Let $F$ be a quasicoherent sheaf on $X$. There is a notion of a $G$ equivariant sheaf here:
I am wondering if it is equivalent to the following definition (which in my eyes is simper, being more geometric):
Let $T$ be the total space of $F$, by which I mean relative $\operatorname{Spec_X}$ of the symmetric algebra on $F$. $\pi : T \to X$ is the natural affine map. (Maybe there is some subtlety in the extent to which this is related to $F$. I think $F$ is still the degree 1 piece of $\pi_* O_T$.)
Let $F$ is a $G$ equivariant sheaf on $X$ if the action of $G$ on $X$ extends to an action of $G$ on $T$. In symbols:
There is some $G \times T \to T$ which is a group-scheme action.

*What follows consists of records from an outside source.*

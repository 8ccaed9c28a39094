//! The health assessment pipeline: validate, route, persist diagnoses.

use std::sync::Arc;
use std::time::Instant;

use ai_core::{normalize_and_validate, AiTask, CancellationToken};
use database::{health, plant, Database};
use serde::Serialize;
use tracing::{info, warn};
use uuid::Uuid;

use crate::error::OrchestratorError;
use crate::limiter::RateLimiter;
use crate::router::AiRouter;

/// Most images per assessment call.
pub const MAX_ASSESS_IMAGES: usize = 3;

/// One diagnosed issue in the response, with its persisted id and ordered
/// treatment steps.
#[derive(Debug, Clone, Serialize)]
#[serde(rename_all = "camelCase")]
pub struct AssessedIssue {
    /// Persisted row id; null when persistence failed.
    pub id: Option<Uuid>,
    pub name: String,
    pub description: String,
    pub confidence: f64,
    pub severity: String,
    pub treatment_steps: Vec<String>,
}

/// The shaped assessment result.
#[derive(Debug, Clone, Serialize)]
#[serde(rename_all = "camelCase")]
pub struct AssessResponse {
    pub plant_id: Uuid,
    pub is_healthy: bool,
    /// Ranked by confidence, highest first.
    pub issues: Vec<AssessedIssue>,
    #[serde(skip)]
    pub provider: String,
    #[serde(skip)]
    pub processing_time_ms: u64,
}

/// The health assessment pipeline.
pub struct HealthPipeline {
    router: Arc<AiRouter>,
    db: Database,
    limiter: Arc<RateLimiter>,
}

impl HealthPipeline {
    pub fn new(router: Arc<AiRouter>, db: Database, limiter: Arc<RateLimiter>) -> Self {
        Self { router, db, limiter }
    }

    /// Run the pipeline for already-authenticated input.
    pub async fn run(
        &self,
        user_id: Uuid,
        plant_id: Uuid,
        images: &[String],
        symptoms: Option<&str>,
        cancel: &CancellationToken,
    ) -> Result<AssessResponse, OrchestratorError> {
        let started = Instant::now();

        if images.is_empty() || images.len() > MAX_ASSESS_IMAGES {
            return Err(OrchestratorError::InvalidInput(format!(
                "expected 1 to {} images, got {}",
                MAX_ASSESS_IMAGES,
                images.len()
            )));
        }
        let normalized = normalize_and_validate(images)?;

        self.limiter.check_window(user_id, "/api/v1/health/assess")?;
        self.limiter
            .check_quota(user_id, AiTask::HealthAssessment)
            .await?;

        // Ownership gate before any provider spend.
        let plant = plant::get_plant(self.db.pool(), user_id, plant_id)
            .await
            .map_err(|e| OrchestratorError::from_lookup(e, "Plant"))?;

        let routed = self
            .router
            .assess_health(user_id, &normalized, symptoms, cancel)
            .await?;

        let mut issues = Vec::with_capacity(routed.value.issues.len());
        for ranked in &routed.value.issues {
            // Diagnosis persistence is best-effort; the assessment is
            // still useful without a stored row.
            let id = match health::create_issue(
                self.db.pool(),
                &health::NewHealthIssue {
                    plant_id: plant.id,
                    name: ranked.name.clone(),
                    description: ranked.description.clone(),
                    confidence: ranked.confidence,
                    severity: ranked.severity.clone(),
                    treatments: ranked.treatments.clone(),
                },
            )
            .await
            {
                Ok(issue) => Some(issue.id),
                Err(e) => {
                    warn!(error = %e, issue = %ranked.name, "issue persistence failed");
                    None
                }
            };

            issues.push(AssessedIssue {
                id,
                name: ranked.name.clone(),
                description: ranked.description.clone(),
                confidence: ranked.confidence,
                severity: ranked.severity.clone(),
                treatment_steps: ranked.treatments.clone(),
            });
        }

        info!(
            plant = %plant.id,
            provider = %routed.provider,
            issues = issues.len(),
            "health assessment complete"
        );

        Ok(AssessResponse {
            plant_id: plant.id,
            is_healthy: routed.value.is_healthy,
            issues,
            provider: routed.provider,
            processing_time_ms: started.elapsed().as_millis() as u64,
        })
    }
}

#[cfg(test)]
mod tests {
    use super::*;

    #[test]
    fn test_response_serializes_camel_case() {
        let response = AssessResponse {
            plant_id: Uuid::new_v4(),
            is_healthy: false,
            issues: vec![AssessedIssue {
                id: None,
                name: "root rot".to_string(),
                description: "soggy base".to_string(),
                confidence: 0.8,
                severity: "high".to_string(),
                treatment_steps: vec!["repot".to_string()],
            }],
            provider: "plant-id".to_string(),
            processing_time_ms: 5,
        };

        let json = serde_json::to_value(&response).unwrap();
        assert_eq!(json["isHealthy"], false);
        assert!(json["issues"][0]["treatmentSteps"].is_array());
        assert!(json.get("provider").is_none());
    }
}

Moreover, this action commutes with $\pi : T \to X$, so that the natural diagram involving the actions and $G \times T \to G \times X$ and $T \to X$ commutes.
Is this definition different for some obvious reason that I am not aware of?
Assume $X$ is affine. Let $O(Y)$ denote the total sections of the structure sheaf of some scheme $Y$. Then the $O(G)$ comodule structure on $F(X)$ should be seen by dualizing the equation $G \times T \to T$. In particular, we have $O(T) \to O(G) \otimes O(T)$, and I expect that this can be restricted to degree 1 to reconstruct the comultiplication $F(X) \to F(X) \otimes O(G)$.
So for instance, from this definition it is easy to feel how the category of $G$ equvariant quasicoherent sheaves on $X$ equivalent to the category of $H$ comodules which are $A$ modules, such that the multiplication $A \otimes M \to M$ is a map of comodules (is there a snappy name for this, better than (H-co,A)-modules?)